И другие стихи пришли ему на память и еще другие, и еще другие, в шумной смене. Вся его душа наполнилась музыкой рифм и ритмических слогов. Он ликовал; это непринужденное внезапное поэтическое возбуждение доставляло ему невыразимую радость. Он прислушивался к этим звукам в самом себе, наслаждаясь богатством образов, меткими эпитетами, ясными метафорами, изысканной гармонией, утонченным сочетанием пауз и придыханий, всем этим тонким изяществом своего стиля и своей метрики, всем таинственным искусством одиннадцатистопного стиха, который он заимствовал у поразительных поэтов XIV века и в особенности у Петрарки. Волшебство стиха снова покорило его душу; и ему странно улыбалось полустишие-изречение одного современного поэта. «Стих — все».

Стих — все. В подражании Природе нет более живого, более гибкого, острого, изменчивого, более разнообразного, четкого, послушного, более чувствительного и надежного художественного средства. Плотнее мрамора, мягче воска, подвижнее жидкости, трепетнее струны, светозарнее драгоценного камня, благоуханнее цветка, острее меча, гибче ветки, ласкательнее шепота, грознее грома, стих — все и может все. Может передать малейшие оттенки чувства и малейшие оттенки ощущения; может определить неопределимое и выразить невыразимое; может объять беспредельное и проникнуть в бездну; может приобрести объем вечности; может изобразить сверхчеловеческое, сверхъестественное, чудесное; может опьянять, как вино, восхищать, как экстаз; может в одно и то же время завладеть нашим рассудком, нашей душой, нашим телом; может, наконец, воссоединиться с Абсолютным.

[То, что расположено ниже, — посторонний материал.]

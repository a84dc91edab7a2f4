use std::sync::Arc;

use chrono::NaiveDate;

use crate::models::{
    analytics::AnalyticsOverview,
    assignments::{
        entities::Assignment,
        requests::{AssignmentListQuery, CreateAssignmentRequest, UpdateAssignmentRequest},
        responses::AssignmentListResponse,
    },
    attendance::{
        requests::AttendanceChange,
        responses::{
            BulkAttendanceUpdateResponse, ClassAttendanceSummaryResponse,
            SessionAttendanceResponse,
        },
    },
    classes::{
        entities::Class,
        requests::{ClassListQuery, CreateClassRequest, UpdateClassRequest},
        responses::ClassListResponse,
    },
    enrollments::{
        entities::{ClassEnrollment, EnrollmentStatus},
        requests::{CreateEnrollmentRequest, EnrollmentListQuery},
        responses::EnrollmentListResponse,
    },
    payments::{
        entities::CoursePayment,
        requests::{CreatePaymentRequest, PaymentListQuery, UpdatePaymentRequest},
        responses::{PaymentDetail, PaymentListResponse, PaymentSummaryResponse},
    },
    posts::{
        entities::Post,
        requests::{CreatePostRequest, PostListQuery, UpdatePostRequest},
        responses::PostListResponse,
    },
    schedules::{
        entities::ClassSchedule,
        requests::{CreateScheduleRequest, ScheduleListQuery, UpdateScheduleRequest},
    },
    sessions::{
        entities::ClassSession,
        requests::{CreateSessionRequest, SessionListQuery, UpdateSessionRequest},
        responses::SessionListResponse,
    },
    students::{
        entities::Student,
        requests::{CreateStudentRequest, StudentListQuery, UpdateStudentRequest},
        responses::StudentListResponse,
    },
    teachers::{
        entities::Teacher,
        requests::{CreateTeacherRequest, TeacherListQuery, UpdateTeacherRequest},
        responses::TeacherListResponse,
    },
    users::{
        entities::User,
        requests::{CreateUserRequest, UpdateUserRequest, UserListQuery},
        responses::UserListResponse,
    },
};

use crate::errors::Result;

pub mod sea_orm_storage;

#[async_trait::async_trait]
pub trait Storage: Send + Sync {
    /// 用户管理方法
    async fn create_user(&self, user: CreateUserRequest) -> Result<User>;
    async fn get_user_by_id(&self, id: i64) -> Result<Option<User>>;
    // 通过身份提供方 subject 获取用户
    async fn get_user_by_external_id(&self, external_id: &str) -> Result<Option<User>>;
    async fn get_user_by_email(&self, email: &str) -> Result<Option<User>>;
    async fn list_users_with_pagination(&self, query: UserListQuery) -> Result<UserListResponse>;
    async fn update_user(&self, id: i64, update: UpdateUserRequest) -> Result<Option<User>>;
    async fn delete_user(&self, id: i64) -> Result<bool>;

    /// 学生档案
    async fn create_student(&self, student: CreateStudentRequest) -> Result<Student>;
    async fn get_student_by_id(&self, id: i64) -> Result<Option<Student>>;
    async fn get_student_by_email(&self, email: &str) -> Result<Option<Student>>;
    async fn list_students_with_pagination(
        &self,
        query: StudentListQuery,
    ) -> Result<StudentListResponse>;
    async fn update_student(
        &self,
        id: i64,
        update: UpdateStudentRequest,
    ) -> Result<Option<Student>>;
    async fn delete_student(&self, id: i64) -> Result<bool>;

    /// 教师档案
    async fn create_teacher(&self, teacher: CreateTeacherRequest) -> Result<Teacher>;
    async fn get_teacher_by_id(&self, id: i64) -> Result<Option<Teacher>>;
    async fn get_teacher_by_email(&self, email: &str) -> Result<Option<Teacher>>;
    // 登录账号对应的教师档案
    async fn get_teacher_by_user_id(&self, user_id: i64) -> Result<Option<Teacher>>;
    async fn list_teachers_with_pagination(
        &self,
        query: TeacherListQuery,
    ) -> Result<TeacherListResponse>;
    async fn update_teacher(
        &self,
        id: i64,
        update: UpdateTeacherRequest,
    ) -> Result<Option<Teacher>>;
    async fn delete_teacher(&self, id: i64) -> Result<bool>;

    /// 班级管理方法
    async fn create_class(&self, class: CreateClassRequest) -> Result<Class>;
    async fn get_class_by_id(&self, class_id: i64) -> Result<Option<Class>>;
    async fn get_class_by_name(&self, name: &str) -> Result<Option<Class>>;
    async fn list_classes_with_pagination(
        &self,
        query: ClassListQuery,
    ) -> Result<ClassListResponse>;
    async fn update_class(
        &self,
        class_id: i64,
        update: UpdateClassRequest,
    ) -> Result<Option<Class>>;
    // 级联删除课表、课次、选课、考勤、作业与缴费
    async fn delete_class(&self, class_id: i64) -> Result<bool>;

    /// 课表
    // 课表与授课教师在同一事务中写入
    async fn create_schedule(&self, schedule: CreateScheduleRequest) -> Result<ClassSchedule>;
    async fn get_schedule_by_id(&self, id: i64) -> Result<Option<ClassSchedule>>;
    async fn list_schedules(&self, query: ScheduleListQuery) -> Result<Vec<ClassSchedule>>;
    async fn update_schedule(
        &self,
        id: i64,
        update: UpdateScheduleRequest,
    ) -> Result<Option<ClassSchedule>>;
    async fn delete_schedule(&self, id: i64) -> Result<bool>;

    /// 课次
    async fn create_session(&self, session: CreateSessionRequest) -> Result<ClassSession>;
    async fn get_session_by_id(&self, id: i64) -> Result<Option<ClassSession>>;
    async fn list_sessions_with_pagination(
        &self,
        query: SessionListQuery,
    ) -> Result<SessionListResponse>;
    async fn update_session(
        &self,
        id: i64,
        update: UpdateSessionRequest,
    ) -> Result<Option<ClassSession>>;
    async fn delete_session(&self, id: i64) -> Result<bool>;

    /// 选课
    async fn create_enrollment(&self, enrollment: CreateEnrollmentRequest)
    -> Result<ClassEnrollment>;
    async fn get_enrollment_by_id(&self, id: i64) -> Result<Option<ClassEnrollment>>;
    async fn get_enrollment_by_student_and_class(
        &self,
        student_id: i64,
        class_id: i64,
    ) -> Result<Option<ClassEnrollment>>;
    async fn list_enrollments_with_pagination(
        &self,
        query: EnrollmentListQuery,
    ) -> Result<EnrollmentListResponse>;
    async fn update_enrollment_status(
        &self,
        id: i64,
        status: EnrollmentStatus,
    ) -> Result<Option<ClassEnrollment>>;
    async fn delete_enrollment(&self, id: i64) -> Result<bool>;

    /// 考勤
    // 读取课次考勤，首次读取时为在读学生生成默认记录
    async fn get_session_attendance(
        &self,
        session: &ClassSession,
        recorded_by: i64,
    ) -> Result<SessionAttendanceResponse>;
    async fn update_session_attendance(
        &self,
        session: &ClassSession,
        changes: Vec<AttendanceChange>,
        recorded_by: i64,
    ) -> Result<BulkAttendanceUpdateResponse>;
    async fn class_attendance_summary(
        &self,
        class_id: i64,
        from: Option<NaiveDate>,
        to: Option<NaiveDate>,
    ) -> Result<ClassAttendanceSummaryResponse>;

    /// 作业
    async fn create_assignment(
        &self,
        created_by: i64,
        assignment: CreateAssignmentRequest,
    ) -> Result<Assignment>;
    async fn get_assignment_by_id(&self, id: i64) -> Result<Option<Assignment>>;
    async fn list_assignments_with_pagination(
        &self,
        query: AssignmentListQuery,
    ) -> Result<AssignmentListResponse>;
    async fn update_assignment(
        &self,
        id: i64,
        update: UpdateAssignmentRequest,
    ) -> Result<Option<Assignment>>;
    async fn delete_assignment(&self, id: i64) -> Result<bool>;

    /// 缴费
    async fn create_payment(
        &self,
        recorded_by: i64,
        payment: CreatePaymentRequest,
    ) -> Result<CoursePayment>;
    async fn get_payment_by_id(&self, id: i64) -> Result<Option<PaymentDetail>>;
    // 同一学生同一班级同一月份只允许一条记录
    async fn get_payment_by_period(
        &self,
        student_id: i64,
        class_id: i64,
        month: i32,
        year: i32,
    ) -> Result<Option<CoursePayment>>;
    async fn list_payments_with_pagination(
        &self,
        query: PaymentListQuery,
    ) -> Result<PaymentListResponse>;
    async fn update_payment(
        &self,
        id: i64,
        update: UpdatePaymentRequest,
    ) -> Result<Option<CoursePayment>>;
    async fn delete_payment(&self, id: i64) -> Result<bool>;
    async fn payment_summary(&self, month: i32, year: i32) -> Result<PaymentSummaryResponse>;

    /// 文章
    async fn create_post(&self, author_id: i64, slug: String, post: CreatePostRequest)
    -> Result<Post>;
    async fn get_post_by_id(&self, id: i64) -> Result<Option<Post>>;
    async fn get_post_by_slug(&self, slug: &str) -> Result<Option<Post>>;
    async fn list_posts_with_pagination(
        &self,
        query: PostListQuery,
        published_only: bool,
    ) -> Result<PostListResponse>;
    async fn update_post(&self, id: i64, update: UpdatePostRequest) -> Result<Option<Post>>;
    async fn delete_post(&self, id: i64) -> Result<bool>;

    /// 统计
    async fn analytics_overview(&self, month: i32, year: i32) -> Result<AnalyticsOverview>;
}

pub async fn create_storage() -> Result<Arc<dyn Storage>> {
    let storage = sea_orm_storage::SeaOrmStorage::new_async().await?;
    Ok(Arc::new(storage))
}
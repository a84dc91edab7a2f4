pub mod create;
pub mod delete;
pub mod get;
pub mod list;
pub mod update;

use actix_web::{HttpRequest, HttpResponse, Result as ActixResult};
use std::sync::Arc;

use crate::models::users::requests::{CreateUserRequest, UpdateUserRequest, UserListQuery};
use crate::storage::Storage;

pub struct UserService {
    storage: Option<Arc<dyn Storage>>,
}

impl UserService {
    pub fn new_lazy() -> Self {
        Self { storage: None }
    }

    pub(crate) fn get_storage(&self, request: &HttpRequest) -> Arc<dyn Storage> {
        if let Some(storage) = &self.storage {
            storage.clone()
        } else {
            request
                .app_data::<actix_web::web::Data<Arc<dyn Storage>>>()
                .expect("Storage not found in app data")
                .get_ref()
                .clone()
        }
    }

    // 获取用户列表
    pub async fn list_users(
        &self,
        request: &HttpRequest,
        query: UserListQuery,
    ) -> ActixResult<HttpResponse> {
        list::list_users(self, request, query).await
    }

    // 登记用户
    pub async fn create_user(
        &self,
        request: &HttpRequest,
        user_data: CreateUserRequest,
    ) -> ActixResult<HttpResponse> {
        create::create_user(self, request, user_data).await
    }

    // 根据ID获取用户
    pub async fn get_user(&self, request: &HttpRequest, user_id: i64) -> ActixResult<HttpResponse> {
        get::get_user(self, request, user_id).await
    }

    // 当前登录用户
    pub async fn get_current_user(&self, request: &HttpRequest) -> ActixResult<HttpResponse> {
        get::get_current_user(request).await
    }

    // 更新用户信息
    pub async fn update_user(
        &self,
        request: &HttpRequest,
        user_id: i64,
        update_data: UpdateUserRequest,
    ) -> ActixResult<HttpResponse> {
        update::update_user(self, request, user_id, update_data).await
    }

    // 删除用户
    pub async fn delete_user(&self, request: &HttpRequest, user_id: i64) -> ActixResult<HttpResponse> {
        delete::delete_user(self, request, user_id).await
    }
}
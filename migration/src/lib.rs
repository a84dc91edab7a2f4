pub use sea_orm_migration::prelude::*;

mod m20250301_000001_create_core_tables;
mod m20250301_000002_create_operations_tables;
mod m20250302_000001_create_posts_tables;

pub struct Migrator;

#[async_trait::async_trait]
impl MigratorTrait for Migrator {
    fn migrations() -> Vec<Box<dyn MigrationTrait>> {
        vec![
            Box::new(m20250301_000001_create_core_tables::Migration),
            Box::new(m20250301_000002_create_operations_tables::Migration),
            Box::new(m20250302_000001_create_posts_tables::Migration),
        ]
    }
}
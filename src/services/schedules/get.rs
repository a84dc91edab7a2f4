use actix_web::{HttpRequest, HttpResponse, Result as ActixResult};

use super::{ScheduleService, schedule_not_found};
use crate::models::{ApiResponse, ErrorCode};
use crate::services::common::storage_error_response;

pub async fn get_schedule(
    service: &ScheduleService,
    request: &HttpRequest,
    schedule_id: i64,
) -> ActixResult<HttpResponse> {
    let storage = service.get_storage(request);

    match storage.get_schedule_by_id(schedule_id).await {
        Ok(Some(schedule)) => Ok(HttpResponse::Ok().json(ApiResponse::success(
            schedule,
            "Schedule retrieved successfully",
        ))),
        Ok(None) => Ok(schedule_not_found()),
        Err(e) => Ok(storage_error_response(
            &e,
            ErrorCode::Conflict,
            "Failed to get schedule",
        )),
    }
}
pub mod entities;
pub mod requests;
pub mod responses;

Совершенный стих — безусловен, неизменен, бессмертен; спаивает в себе слова, как алмаз; замыкает мысль в некий строгий круг, которого никакой силе никогда не разорвать; становится независимым от всякой связи и всякого подчинения; не принадлежит больше художнику, но всем и никому, как пространство, как свет, как нечто вечное, изначальное. Мысль, точно выраженная в совершенном стихе, есть мысль уже существовавшая раньше в темной глубине языка. Извлеченная поэтом, продолжает существовать в сознании людей. И более велик, стало быть, тот поэт, который умеет обнаружить, раскрыть, извлечь большее количество этих, бывших в скрытом виде, идеальных образов. Когда поэт близок к открытию одного из таких вечных стихов, его предуведомляет божественный поток радости, неожиданно охватывающий все его существо.

Какая радость глубже? — Андреа слегка прикрыл глаза, как бы желая продлить этот своеобразный трепет, который предшествовал его вдохновению, когда его дух бывал расположен к художественной работе, в особенности, к поэзии. Затем, исполненный еще неизведанной отрады, стал подыскивать рифмы, тоненьким карандашом на коротких белых страницах записной книжки. И ему пришли на память первые стихи одной песни Лоренцо Великолепного:

Льются легко и певуче В сердце рожденные мысли…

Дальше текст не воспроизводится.